## 載入沒有經過Instruction tunning的模型
* 這個kernel是用來展示如何載入沒有經過Instruction tunning的模型，並且進行文言文白話文之間的翻譯

### 如果在Colab執行先安裝套件

In [None]:
# ! pip install transformers datasets torch bitsandbytes peft accelerate nvidia-ml-py3 wandb trl flash-attn

In [1]:
from transformers import pipeline

In [None]:
pipe = pipeline("text-generation", model="zake7749/gemma-2-2b-it-chinese-kyara-dpo", device_map="auto")
pipe("將下面翻譯成文言文：今天天氣很好，海邊的風景也很美。")

In [None]:
pipe2 = pipeline("text-generation", model="huchiahsi/merged_model", device_map="auto")
pipe2("今天天氣很好，海邊的風景也很美，上面這句話翻譯成文言文是：")

## 沒有使用量化載入Adapter的方法
* 引入套件，包括正常的transformers套件，以及adapter的套件
* 指定要載入模型的名稱，都在huggingface上了，包括基礎模型和Adapter
* 載入模型，這裡使用的是以gemma-2-it訓練的繁體中文模型，比較適合繁體中文
* 載入之前訓練的Adapter，這裡使用的是文言文到白話文的Adapter，已經上傳到huggingface的hub上
* 指定`tokenizer`使用的模型
* 最後將模型放入`device`中，這裡使用的是GPU

In [None]:
import torch
from transformers import AutoTokenizer, AutoModelForCausalLM
from peft import PeftModel

base_model = "zake7749/gemma-2-2b-it-chinese-kyara-dpo"
peft_model = "huchiahsi/peft-model-repo" 
model = AutoModelForCausalLM.from_pretrained(base_model,
                                                device_map="auto")
model = PeftModel.from_pretrained(model, peft_model)
tokenizer = AutoTokenizer.from_pretrained(base_model)
model = model.to("cuda")

In [None]:
from transformers import AutoModelForCausalLM, AutoTokenizer
from peft import PeftModel

base_model = "mistralai/Mistral-7B-v0.1"
adapter_model = "dfurman/Mistral-7B-Instruct-v0.2"
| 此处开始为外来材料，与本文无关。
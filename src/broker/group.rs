//! ConsumerGroupRegistry: per-(domain, queue, group) position, membership,
//! TTL and activity bookkeeping.
//!
//! The registry map is coarse (create/list); each group's mutable state sits
//! behind its own lock so the consume hot path never contends on the map.
//! Positions are monotonic: a store with a smaller value is clamped, and only
//! an explicit seek can rewind.

use std::collections::HashSet;
use std::sync::Arc;
use std::time::Duration;
use dashmap::DashMap;
use parking_lot::Mutex;

use crate::error::BrokerError;
use crate::utils::utils_time::current_time_ms;

type GroupKey = (String, String, String);

pub struct ConsumerGroupRegistry {
    groups: DashMap<GroupKey, Arc<GroupState>>,
}

pub struct GroupState {
    pub domain: String,
    pub queue: String,
    pub id: String,
    pub created_at_ms: u64,
    inner: Mutex<GroupInner>,
}

struct GroupInner {
    /// Next index to read. Monotonically non-decreasing except via seek.
    position: i64,
    consumers: HashSet<String>,
    /// Zero means "no expiry".
    ttl: Duration,
    last_activity_ms: u64,
}

impl GroupState {
    fn new(domain: &str, queue: &str, id: &str) -> Self {
        let now = current_time_ms();
        Self {
            domain: domain.to_string(),
            queue: queue.to_string(),
            id: id.to_string(),
            created_at_ms: now,
            inner: Mutex::new(GroupInner {
                position: 0,
                consumers: HashSet::new(),
                ttl: Duration::ZERO,
                last_activity_ms: now,
            }),
        }
    }

    pub fn position(&self) -> i64 {
        self.inner.lock().position
    }

    /// Monotonic advance: smaller values are clamped to the current position.
    /// Returns the position actually stored.
    pub fn store_position(&self, position: i64) -> i64 {
        let mut inner = self.inner.lock();
        if position > inner.position {
            inner.position = position;
        }
        inner.position
    }

    /// Seek: the one path allowed to move a position backwards.
    pub fn force_position(&self, position: i64) {
        self.inner.lock().position = position.max(0);
    }

    pub fn add_consumer(&self, consumer_id: &str) {
        if consumer_id.is_empty() {
            return;
        }
        self.inner.lock().consumers.insert(consumer_id.to_string());
    }

    pub fn consumers(&self) -> Vec<String> {
        self.inner.lock().consumers.iter().cloned().collect()
    }

    pub fn consumer_count(&self) -> usize {
        self.inner.lock().consumers.len()
    }

    pub fn set_ttl(&self, ttl: Duration) {
        self.inner.lock().ttl = ttl;
    }

    pub fn ttl(&self) -> Duration {
        self.inner.lock().ttl
    }

    pub fn touch(&self) {
        self.inner.lock().last_activity_ms = current_time_ms();
    }

    pub fn last_activity_ms(&self) -> u64 {
        self.inner.lock().last_activity_ms
    }

    /// Expired when idle past the group TTL (if set) or past `older_than`.
    fn is_stale(&self, now_ms: u64, older_than: Duration) -> bool {
        let inner = self.inner.lock();
        let idle_ms = now_ms.saturating_sub(inner.last_activity_ms);
        if !inner.ttl.is_zero() && idle_ms > inner.ttl.as_millis() as u64 {
            return true;
        }
        idle_ms > older_than.as_millis() as u64
    }
}

impl ConsumerGroupRegistry {
    pub fn new() -> Self {
        Self { groups: DashMap::new() }
    }

    /// Lazily creates the group; an empty `consumer_id` just ensures the
    /// group exists without attaching a member.
    pub fn register_consumer(
        &self,
        domain: &str,
        queue: &str,
        group: &str,
        consumer_id: &str,
    ) -> Arc<GroupState> {
        let key = (domain.to_string(), queue.to_string(), group.to_string());
        let state = self
            .groups
            .entry(key)
            .or_insert_with(|| Arc::new(GroupState::new(domain, queue, group)))
            .clone();
        state.add_consumer(consumer_id);
        state
    }

    pub fn get(&self, domain: &str, queue: &str, group: &str) -> Option<Arc<GroupState>> {
        self.groups
            .get(&(domain.to_string(), queue.to_string(), group.to_string()))
            .map(|e| e.value().clone())
    }

    pub fn position(&self, domain: &str, queue: &str, group: &str) -> i64 {
        self.get(domain, queue, group).map(|g| g.position()).unwrap_or(0)
    }

    pub fn list(&self, domain: &str, queue: &str) -> Vec<Arc<GroupState>> {
        self.groups
            .iter()
            .filter(|e| e.key().0 == domain && e.key().1 == queue)
            .map(|e| e.value().clone())
            .collect()
    }

    pub fn delete(&self, domain: &str, queue: &str, group: &str) -> Result<Arc<GroupState>, BrokerError> {
        self.groups
            .remove(&(domain.to_string(), queue.to_string(), group.to_string()))
            .map(|(_, state)| state)
            .ok_or_else(|| {
                BrokerError::GroupNotFound(domain.to_string(), queue.to_string(), group.to_string())
            })
    }

    /// Groups idle past `older_than` (or past their own TTL). The caller
    /// runs the full deletion pipeline for each.
    pub fn stale_groups(&self, older_than: Duration) -> Vec<Arc<GroupState>> {
        let now = current_time_ms();
        self.groups
            .iter()
            .filter(|e| e.value().is_stale(now, older_than))
            .map(|e| e.value().clone())
            .collect()
    }
}

impl Default for ConsumerGroupRegistry {
    fn default() -> Self {
        Self::new()
    }
}

// ==========================================
// TESTS
// ==========================================
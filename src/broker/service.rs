//! MessageService: the engine facade.
//!
//! Publish pipeline: validate against the domain schema -> store (fatal on
//! error) -> enqueue -> notify subscribers -> route. Everything after the
//! store is best-effort: failures are logged and never surfaced to the
//! publisher. Routing is iterative over a worklist with a per-publish
//! visited set, so routing cycles terminate after one copy per queue.
//!
//! Consume pipeline: resolve the queue runtime, register the group, poll the
//! group's egress channel, pump from the repository on a miss, then advance
//! the group position and settle the ack matrix. A timeout is `Ok(None)`,
//! never an error.

use std::collections::{HashMap, HashSet};
use std::sync::Arc;
use std::time::{Duration, Instant};
use dashmap::DashMap;
use tokio_util::sync::CancellationToken;
use tracing::{debug, info, warn};

use crate::broker::channel_queue::ChannelQueue;
use crate::broker::domain::{Domain, DomainRegistry};
use crate::broker::group::{ConsumerGroupRegistry, GroupState};
use crate::broker::message::Message;
use crate::broker::repository::MessageRepository;
use crate::broker::routing::{Predicate, RoutingRule, RoutingTable};
use crate::broker::snapshot::{DomainSnapshot, EngineSnapshot, GroupSnapshot, QueueSnapshot};
use crate::broker::subscription::{SubscriptionHandler, SubscriptionRegistry};
use crate::broker::schema::Schema;
use crate::broker::types::{ConsumeOptions, DeliveryMode, QueueConfig};
use crate::config::Config;
use crate::error::BrokerError;
use crate::utils::utils_time::format_time_ms;

type QueueKey = (String, String);

pub struct MessageService {
    domains: DomainRegistry,
    repository: Arc<MessageRepository>,
    groups: ConsumerGroupRegistry,
    routing: RoutingTable,
    subscriptions: SubscriptionRegistry,
    runtimes: DashMap<QueueKey, Arc<ChannelQueue>>,
    consume_cfg: crate::config::ConsumeConfig,
    broadcast_send_timeout: Duration,
    shutdown_timeout: Duration,
    shutdown: CancellationToken,
}
pub mod message;
pub mod schema;
pub mod types;
pub mod ack;
pub mod repository;
pub mod group;
pub mod channel_queue;
pub mod routing;
pub mod subscription;
pub mod domain;
pub mod snapshot;
pub mod service;

pub use service::MessageService;
use std::sync::Arc;
use std::time::Duration;
use bytes::Bytes;
use tokio_util::sync::CancellationToken;

use hermod::broker::message::Message;
use hermod::broker::types::{ConsumeOptions, DeliveryMode, QueueConfig};
use hermod::broker::MessageService;
use hermod::config::Config;

// ==========================================
// SETUP HELPERS
// ==========================================

pub fn setup_service() -> Arc<MessageService> {
    Arc::new(MessageService::new(Config::global()))
}

pub fn setup_service_with(mutate: impl FnOnce(&mut Config)) -> Arc<MessageService> {
    let mut config = Config::global().clone();
    mutate(&mut config);
    Arc::new(MessageService::new(&config))
}

/// Domain + one queue with the given config.
pub fn setup_queue(service: &MessageService, domain: &str, queue: &str, config: QueueConfig) {
    service.create_domain(domain, None).unwrap();
    service.create_queue(domain, queue, config).unwrap();
}

pub fn broadcast_config() -> QueueConfig {
    QueueConfig {
        delivery_mode: DeliveryMode::Broadcast,
        is_persistent: true,
        ..QueueConfig::default()
    }
}

pub fn single_consumer_config() -> QueueConfig {
    QueueConfig {
        delivery_mode: DeliveryMode::SingleConsumer,
        ..QueueConfig::default()
    }
}

// ==========================================
// TRAFFIC HELPERS
// ==========================================

pub async fn publish_raw(service: &MessageService, domain: &str, queue: &str, id: &str, payload: &str) -> String {
    service
        .publish(domain, queue, Message::with_id(id, Bytes::from(payload.to_string())))
        .await
        .unwrap()
}

/// Consume with an explicit timeout and fresh cancellation token.
pub async fn consume(
    service: &MessageService,
    domain: &str,
    queue: &str,
    group: &str,
    timeout_ms: u64,
) -> Option<Arc<Message>> {
    let cancel = CancellationToken::new();
    service
        .consume_with_group(
            &cancel,
            domain,
            queue,
            group,
            ConsumeOptions {
                consumer_id: Some(format!("{}-consumer", group)),
                timeout: Some(Duration::from_millis(timeout_ms)),
                ..ConsumeOptions::default()
            },
        )
        .await
        .unwrap()
}
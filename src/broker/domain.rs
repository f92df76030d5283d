//! DomainRegistry: creation/deletion of domains, schema storage, queue
//! membership. A queue belongs to exactly one domain.

use std::collections::HashMap;
use std::sync::Arc;
use dashmap::DashMap;
use parking_lot::RwLock;

use crate::broker::schema::Schema;
use crate::broker::types::QueueConfig;
use crate::error::BrokerError;

pub struct Domain {
    pub name: String,
    pub schema: Option<Schema>,
    queues: RwLock<HashMap<String, QueueConfig>>,
}

impl Domain {
    fn new(name: &str, schema: Option<Schema>) -> Self {
        Self {
            name: name.to_string(),
            schema,
            queues: RwLock::new(HashMap::new()),
        }
    }

    pub fn queue_config(&self, queue: &str) -> Option<QueueConfig> {
        self.queues.read().get(queue).cloned()
    }

    pub fn has_queue(&self, queue: &str) -> bool {
        self.queues.read().contains_key(queue)
    }

    pub fn queue_names(&self) -> Vec<String> {
        let mut names: Vec<String> = self.queues.read().keys().cloned().collect();
        names.sort();
        names
    }

}

pub struct DomainRegistry {
    domains: DashMap<String, Arc<Domain>>,
}

impl DomainRegistry {
    pub fn new() -> Self {
        Self { domains: DashMap::new() }
    }

    pub fn create_domain(&self, name: &str, schema: Option<Schema>) -> Result<Arc<Domain>, BrokerError> {
        match self.domains.entry(name.to_string()) {
            dashmap::mapref::entry::Entry::Occupied(_) => {
                Err(BrokerError::DomainAlreadyExists(name.to_string()))
            }
            dashmap::mapref::entry::Entry::Vacant(slot) => {
                let domain = Arc::new(Domain::new(name, schema));
                slot.insert(domain.clone());
                Ok(domain)
            }
        }
    }

    pub fn get(&self, name: &str) -> Result<Arc<Domain>, BrokerError> {
        self.domains
            .get(name)
            .map(|e| e.value().clone())
            .ok_or_else(|| BrokerError::DomainNotFound(name.to_string()))
    }

    pub fn list(&self) -> Vec<Arc<Domain>> {
        let mut domains: Vec<Arc<Domain>> = self.domains.iter().map(|e| e.value().clone()).collect();
        domains.sort_by(|a, b| a.name.cmp(&b.name));
        domains
    }

    /// The caller must have stopped the domain's queues first.
    pub fn remove_domain(&self, name: &str) -> Result<Arc<Domain>, BrokerError> {
        self.domains
            .remove(name)
            .map(|(_, domain)| domain)
            .ok_or_else(|| BrokerError::DomainNotFound(name.to_string()))
    }

    pub fn create_queue(
        &self,
        domain: &str,
        queue: &str,
        mut config: QueueConfig,
    ) -> Result<(), BrokerError> {
        let domain = self.get(domain)?;
        let mut queues = domain.queues.write();
        if queues.contains_key(queue) {
            return Err(BrokerError::QueueAlreadyExists(domain.name.clone(), queue.to_string()));
        }
        config.merge_defaults();
        queues.insert(queue.to_string(), config);
        Ok(())
    }

    pub fn remove_queue(&self, domain: &str, queue: &str) -> Result<QueueConfig, BrokerError> {
        let domain = self.get(domain)?;
        let mut queues = domain.queues.write();
        queues
            .remove(queue)
            .ok_or_else(|| BrokerError::QueueNotFound(domain.name.clone(), queue.to_string()))
    }

    pub fn queue_config(&self, domain: &str, queue: &str) -> Result<QueueConfig, BrokerError> {
        let domain = self.get(domain)?;
        domain
            .queue_config(queue)
            .ok_or_else(|| BrokerError::QueueNotFound(domain.name.clone(), queue.to_string()))
    }
}

impl Default for DomainRegistry {
    fn default() -> Self {
        Self::new()
    }
}

// ==========================================
// TESTS
// ==========================================

#[cfg(test)]
mod tests {
    use super::*;

    #[test]
    fn test_domain_create_conflict() {
        let registry = DomainRegistry::new();
        registry.create_domain("d", None).unwrap();
        assert!(matches!(
            registry.create_domain("d", None),
            Err(BrokerError::DomainAlreadyExists(_))
        ));
    }

    #[test]
    fn test_queue_lifecycle() {
        let registry = DomainRegistry::new();
        registry.create_domain("d", None).unwrap();
        registry.create_queue("d", "q", QueueConfig::default()).unwrap();

        assert!(matches!(
            registry.create_queue("d", "q", QueueConfig::default()),
            Err(BrokerError::QueueAlreadyExists(_, _))
        ));
        assert!(registry.queue_config("d", "q").is_ok());

        registry.remove_queue("d", "q").unwrap();
        assert!(matches!(
            registry.queue_config("d", "q"),
            Err(BrokerError::QueueNotFound(_, _))
        ));
    }

    #[test]
    fn test_queue_in_missing_domain() {
        let registry = DomainRegistry::new();
        assert!(matches!(
            registry.create_queue("nope", "q", QueueConfig::default()),
            Err(BrokerError::DomainNotFound(_))
        ));
    }
}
model = AutoModelForCausalLM.from_pretrained(base_model, 
                                             device_map="auto",                                             
                                             )
model = PeftModel.from_pretrained(model, adapter_model)
tokenizer = AutoTokenizer.from_pretrained(base_model)

model.eval()

## 使用量化之後，載入Adapter的方式
* 引入套件，這次要包括量化用的套件BitsAndBytes的Config
* 設定量化的參數，和訓練時要一模一樣
    * `load_in_4bit=True`在載入模型時將模型量化為 4 位元
    * `bnb_4bit_use_double_quant=True`使用嵌套量化方案來量化已經量化的權重
    * `bnb_4bit_quant_type="nf4"`為對從常態分佈初始化的權重使用特殊的 4 位元資料類型
    * `bnb_4bit_compute_dtype=torch.bfloat16`使用 bfloat16 來加快計算速度
* 此時載入基礎模型時需要設定`config`
* 後面一樣將Adapter載入，並且指定`tokenizer`和`device`

In [None]:
import torch
from transformers import AutoTokenizer, AutoModelForCausalLM, BitsAndBytesConfig
from peft import PeftModel

bnb_config = BitsAndBytesConfig(
    load_in_4bit=True,
    bnb_4bit_use_double_quant=True,
    bnb_4bit_quant_type="nf4",
    bnb_4bit_compute_dtype=torch.bfloat16
)

base_model = "zake7749/gemma-2-2b-it-chinese-kyara-dpo"
peft_model = "huchiahsi/peft-model-repo" 
model = AutoModelForCausalLM.from_pretrained(base_model,
                                                config=bnb_config,
                                                device_map="auto")
model = PeftModel.from_pretrained(model, peft_model)
tokenizer = AutoTokenizer.from_pretrained(base_model)
model = model.to("cuda")

In [None]:
from transformers import AutoModelForCausalLM, AutoTokenizer, BitsAndBytesConfig
from peft import PeftModel, PeftConfig
import torch

bnb_config = BitsAndBytesConfig(
    load_in_4bit=True,
    bnb_4bit_use_double_quant=True,
    bnb_4bit_quant_type="nf4",
    bnb_4bit_compute_dtype=torch.bfloat16
)

base_model = "mistralai/Mistral-7B-v0.1"
adapter_model = "dfurman/Mistral-7B-Instruct-v0.2"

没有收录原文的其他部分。